• [Action item]:
Transcribe the stretch of entries below from the line with "Clear old notifications" through the line with "loss triggered notification", exactly and with both ends included; leave out all other lines.

• [Stored data]:
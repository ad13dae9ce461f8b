#![allow(dead_code)]
use chrono::{DateTime, Utc};
use rust_decimal::Decimal;
use serde::{Deserialize, Serialize};
use std::sync::Arc;
use tokio::sync::RwLock;
use tracing::{error, info, warn};

use crate::types::TradingPair;

/// Notification severity levels
#[derive(Debug, Clone, Copy, PartialEq, Eq, Serialize, Deserialize)]
pub enum Severity {
    Info,
    Warning,
    Critical,
}

/// Types of notifications
#[derive(Debug, Clone, PartialEq, Eq, Serialize, Deserialize)]
#[serde(tag = "type", content = "data")]
pub enum AlertType {
    // Trade alerts
    PositionOpened {
        pair: TradingPair,
        side: String,
        quantity: String,
        entry_price: String,
    },
    PositionClosed {
        pair: TradingPair,
        pnl: String,
        pnl_pct: String,
        reason: String,
    },
    StopLossTriggered {
        pair: TradingPair,
        price: String,
        loss: String,
    },
    TakeProfitTriggered {
        pair: TradingPair,
        price: String,
        profit: String,
    },
    PartialExitExecuted {
        pair: TradingPair,
        quantity: String,
        pnl: String,
        reason: String,
    },
    TrailingStopActivated {
        pair: TradingPair,
        activation_price: String,
        trail_level: String,
    },
    BreakEvenStopSet {
        pair: TradingPair,
        entry_price: String,
    },
    PositionScaled {
        pair: TradingPair,
        added_quantity: String,
        new_avg_entry: String,
    },
    AverageDown {
        pair: TradingPair,
        added_quantity: String,
        new_avg_entry: String,
    },
    PyramidUp {
        pair: TradingPair,
        added_quantity: String,
        new_avg_entry: String,
    },
    RegimeSwitch {
        pair: TradingPair,
        from: String,
        to: String,
    },

    // Risk alerts
    MaxDrawdownApproached {
        current_drawdown: String,
        max_allowed: String,
    },
    MaxDrawdownExceeded {
        current_drawdown: String,
        max_allowed: String,
    },
    DailyLossLimitApproached {
        current_loss: String,
        limit: String,
    },
    DailyLossLimitExceeded {
        current_loss: String,
        limit: String,
    },
    MaxPositionsReached {
        current: usize,
        max: usize,
    },
    LowBalance {
        available: String,
        required: String,
    },
    LargePosition {
        pair: TradingPair,
        size_pct: String,
        max_allowed: String,
    },

    // Performance alerts
    WinRateChanged {
        old_rate: String,
        new_rate: String,
        trades_count: u64,
    },
    ProfitMilestone {
        total_profit: String,
        milestone: String,
    },
    LossMilestone {
        total_loss: String,
        milestone: String,
    },
    ProfitFactorChanged {
        old_pf: String,
        new_pf: String,
    },

    // System alerts
    ConnectionLost {
        service: String,
    },
    ConnectionRestored {
        service: String,
    },
    BotStarted,
    BotStopped,
    BotPaused,
    BotResumed,
    ConfigurationChanged {
        setting: String,
        old_value: String,
        new_value: String,
    },
    Error {
        component: String,
        message: String,
    },
}

impl AlertType {
    /// Get default severity for this alert type
    pub fn default_severity(&self) -> Severity {
        match self {
            // Critical alerts
            AlertType::MaxDrawdownExceeded { .. } => Severity::Critical,
            AlertType::DailyLossLimitExceeded { .. } => Severity::Critical,
            AlertType::ConnectionLost { .. } => Severity::Critical,
            AlertType::Error { .. } => Severity::Critical,

            // Warning alerts
            AlertType::StopLossTriggered { .. } => Severity::Warning,
            AlertType::MaxDrawdownApproached { .. } => Severity::Warning,
            AlertType::DailyLossLimitApproached { .. } => Severity::Warning,
            AlertType::MaxPositionsReached { .. } => Severity::Warning,
            AlertType::LowBalance { .. } => Severity::Warning,
            AlertType::LargePosition { .. } => Severity::Warning,
            AlertType::LossMilestone { .. } => Severity::Warning,

            // Info alerts (everything else)
            _ => Severity::Info,
        }
    }

    /// Get a human-readable title for this alert
    pub fn title(&self) -> String {
        match self {
            AlertType::PositionOpened { pair, .. } => format!("Position Opened: {}", pair),
            AlertType::PositionClosed { pair, .. } => format!("Position Closed: {}", pair),
            AlertType::StopLossTriggered { pair, .. } => format!("Stop Loss Hit: {}", pair),
            AlertType::TakeProfitTriggered { pair, .. } => format!("Take Profit Hit: {}", pair),
            AlertType::PartialExitExecuted { pair, .. } => format!("Partial Exit: {}", pair),
            AlertType::TrailingStopActivated { pair, .. } => format!("Trailing Stop Activated: {}", pair),
            AlertType::BreakEvenStopSet { pair, .. } => format!("Break-Even Stop Set: {}", pair),
            AlertType::PositionScaled { pair, .. } => format!("Position Scaled: {}", pair),
            AlertType::AverageDown { pair, .. } => format!("Averaged Down: {}", pair),
            AlertType::PyramidUp { pair, .. } => format!("Pyramided Up: {}", pair),
            AlertType::RegimeSwitch { pair, to, .. } => format!("Regime Switch: {} -> {}", pair, to),

            AlertType::MaxDrawdownApproached { .. } => "Max Drawdown Warning".to_string(),
            AlertType::MaxDrawdownExceeded { .. } => "MAX DRAWDOWN EXCEEDED".to_string(),
            AlertType::DailyLossLimitApproached { .. } => "Daily Loss Limit Warning".to_string(),
            AlertType::DailyLossLimitExceeded { .. } => "DAILY LOSS LIMIT EXCEEDED".to_string(),
            AlertType::MaxPositionsReached { .. } => "Max Positions Reached".to_string(),
            AlertType::LowBalance { .. } => "Low Balance Warning".to_string(),
            AlertType::LargePosition { .. } => "Large Position Warning".to_string(),

            AlertType::WinRateChanged { .. } => "Win Rate Update".to_string(),
            AlertType::ProfitMilestone { .. } => "Profit Milestone Reached".to_string(),
            AlertType::LossMilestone { .. } => "Loss Milestone".to_string(),
            AlertType::ProfitFactorChanged { .. } => "Profit Factor Update".to_string(),

            AlertType::ConnectionLost { service } => format!("Connection Lost: {}", service),
            AlertType::ConnectionRestored { service } => format!("Connection Restored: {}", service),
            AlertType::BotStarted => "Bot Started".to_string(),
            AlertType::BotStopped => "Bot Stopped".to_string(),
            AlertType::BotPaused => "Bot Paused".to_string(),
            AlertType::BotResumed => "Bot Resumed".to_string(),
            AlertType::ConfigurationChanged { setting, .. } => format!("Config Changed: {}", setting),
            AlertType::Error { component, .. } => format!("Error in {}", component),
        }
    }
}

/// A notification/alert
#[derive(Debug, Clone, Serialize, Deserialize)]
pub struct Notification {
    pub id: String,
    pub timestamp: DateTime<Utc>,
    pub severity: Severity,
    pub alert_type: AlertType,
    pub acknowledged: bool,
}

impl Notification {
    pub fn new(alert_type: AlertType) -> Self {
        let severity = alert_type.default_severity();
        Self {
            id: uuid::Uuid::new_v4().to_string(),
            timestamp: Utc::now(),
            severity,
            alert_type,
            acknowledged: false,
        }
    }

    pub fn with_severity(mut self, severity: Severity) -> Self {
        self.severity = severity;
        self
    }
}

/// Sink for state-changing events, implemented by `NotificationManager` and
/// mockable in scheduler tests that shouldn't touch a real notification
/// store.
#[async_trait::async_trait]
pub trait NotificationSink: Send + Sync {
    async fn notify(&self, alert_type: AlertType);
}

#[async_trait::async_trait]
impl NotificationSink for NotificationManager {
    async fn notify(&self, alert_type: AlertType) {
        NotificationManager::notify(self, alert_type).await;
    }
}

/// Notification manager. Keeps a bounded in-memory ring buffer; durable
/// state (positions, trades, signals) lives in the portfolio ledger instead
/// of here, so a restart loses only the notification feed, never anything
/// the scheduler needs to resume correctly.
pub struct NotificationManager {
    notifications: Arc<RwLock<Vec<Notification>>>,
    max_notifications: usize,
}

impl NotificationManager {
    pub fn new() -> Self {
        Self {
            notifications: Arc::new(RwLock::new(Vec::new())),
            max_notifications: 500,
        }
    }

    /// Send a notification
    pub async fn notify(&self, alert_type: AlertType) {
        self.notify_with_severity(alert_type, None).await;
    }

    /// Send a notification with custom severity
    pub async fn notify_with_severity(&self, alert_type: AlertType, severity: Option<Severity>) {
        let mut notification = Notification::new(alert_type);
        if let Some(sev) = severity {
            notification.severity = sev;
        }

        // Log to console based on severity
        let title = notification.alert_type.title();
        match notification.severity {
            Severity::Critical => error!("ðŸš¨ {} - {:?}", title, notification.alert_type),
            Severity::Warning => warn!("âš ï¸  {} - {:?}", title, notification.alert_type),
            Severity::Info => info!("â„¹ï¸  {} - {:?}", title, notification.alert_type),
        }

        // Store in memory
        let mut notifications = self.notifications.write().await;
        notifications.insert(0, notification.clone());

        // Limit size
        if notifications.len() > self.max_notifications {
            notifications.truncate(self.max_notifications);
        }
    }

    /// Get all notifications
    pub async fn get_all(&self) -> Vec<Notification> {
        self.notifications.read().await.clone()
    }

    /// Get recent notifications
    pub async fn get_recent(&self, limit: usize) -> Vec<Notification> {
        let notifications = self.notifications.read().await;
        notifications.iter().take(limit).cloned().collect()
    }

    /// Get unacknowledged critical notifications
    pub async fn get_critical_unacknowledged(&self) -> Vec<Notification> {
        let notifications = self.notifications.read().await;
        notifications
            .iter()
            .filter(|n| n.severity == Severity::Critical && !n.acknowledged)
            .cloned()
            .collect()
    }

    /// Acknowledge a notification
    pub async fn acknowledge(&self, id: &str) {
        let mut notifications = self.notifications.write().await;
        if let Some(notification) = notifications.iter_mut().find(|n| n.id == id) {
            notification.acknowledged = true;
        }
    }

    /// Clear old notifications
    pub async fn clear_old(&self, keep_count: usize) {
        let mut notifications = self.notifications.write().await;
        if notifications.len() > keep_count {
            notifications.truncate(keep_count);
        }
    }
}

impl Default for NotificationManager {
    fn default() -> Self {
        Self::new()
    }
}

// Helper functions for common notifications

/// Create a position opened notification
pub fn position_opened(pair: TradingPair, side: String, quantity: Decimal, entry_price: Decimal) -> AlertType {
    AlertType::PositionOpened {
        pair,
        side,
        quantity: quantity.to_string(),
        entry_price: entry_price.to_string(),
    }
}

/// Create a position closed notification
pub fn position_closed(pair: TradingPair, pnl: Decimal, pnl_pct: Decimal, reason: String) -> AlertType {
    AlertType::PositionClosed {
        pair,
        pnl: pnl.to_string(),
        pnl_pct: pnl_pct.to_string(),
        reason,
    }
}

/// Create a stop loss triggered notification
pub fn stop_loss_triggered(pair: TradingPair, price: Decimal, loss: Decimal) -> AlertType {
    AlertType::StopLossTriggered {
        pair,
        price: price.to_string(),
        loss: loss.to_string(),
    }
}

/// Create a take profit triggered notification
pub fn take_profit_triggered(pair: TradingPair, price: Decimal, profit: Decimal) -> AlertType {
    AlertType::TakeProfitTriggered {
        pair,
        price: price.to_string(),
        profit: profit.to_string(),
    }
}

#[cfg(test)]
mod tests {
    use super::*;
    use rust_decimal_macros::dec;

    #[test]
    fn test_notification_creation() {
        let alert = position_opened(TradingPair::BTCUSDT, "Buy".to_string(), dec!(1.0), dec!(50000));
        let notification = Notification::new(alert);

        assert_eq!(notification.severity, Severity::Info);
        assert!(!notification.acknowledged);
    }

    #[test]
    fn test_severity_defaults() {
        let critical = AlertType::MaxDrawdownExceeded {
            current_drawdown: "20%".to_string(),
            max_allowed: "15%".to_string(),
        };
        assert_eq!(critical.default_severity(), Severity::Critical);

        let warning = AlertType::StopLossTriggered {
            pair: TradingPair::BTCUSDT,
            price: "48000".to_string(),
            loss: "-500".to_string(),
        };
        assert_eq!(warning.default_severity(), Severity::Warning);

        let info = AlertType::BotStarted;
        assert_eq!(info.default_severity(), Severity::Info);
    }

    #[tokio::test]
    async fn test_notification_manager() {
        let manager = NotificationManager::new();

        manager.notify(AlertType::BotStarted).await;
        manager.notify(position_opened(
            TradingPair::ETHUSDT,
            "Buy".to_string(),
            dec!(10.0),
            dec!(3000),
        )).await;

        let notifications = manager.get_all().await;
        assert_eq!(notifications.len(), 2);

        let recent = manager.get_recent(1).await;
        assert_eq!(recent.len(), 1);
    }
}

• [Reply to the exercise]:
    /// Clear old notifications
    pub async fn clear_old(&self, keep_count: usize) {
        let mut notifications = self.notifications.write().await;
        if notifications.len() > keep_count {
            notifications.truncate(keep_count);
        }
    }
}

impl Default for NotificationManager {
    fn default() -> Self {
        Self::new()
    }
}

// Helper functions for common notifications

/// Create a position opened notification
pub fn position_opened(pair: TradingPair, side: String, quantity: Decimal, entry_price: Decimal) -> AlertType {
    AlertType::PositionOpened {
        pair,
        side,
        quantity: quantity.to_string(),
        entry_price: entry_price.to_string(),
    }
}

/// Create a position closed notification
pub fn position_closed(pair: TradingPair, pnl: Decimal, pnl_pct: Decimal, reason: String) -> AlertType {
    AlertType::PositionClosed {
        pair,
        pnl: pnl.to_string(),
        pnl_pct: pnl_pct.to_string(),
        reason,
    }
}

/// Create a stop loss triggered notification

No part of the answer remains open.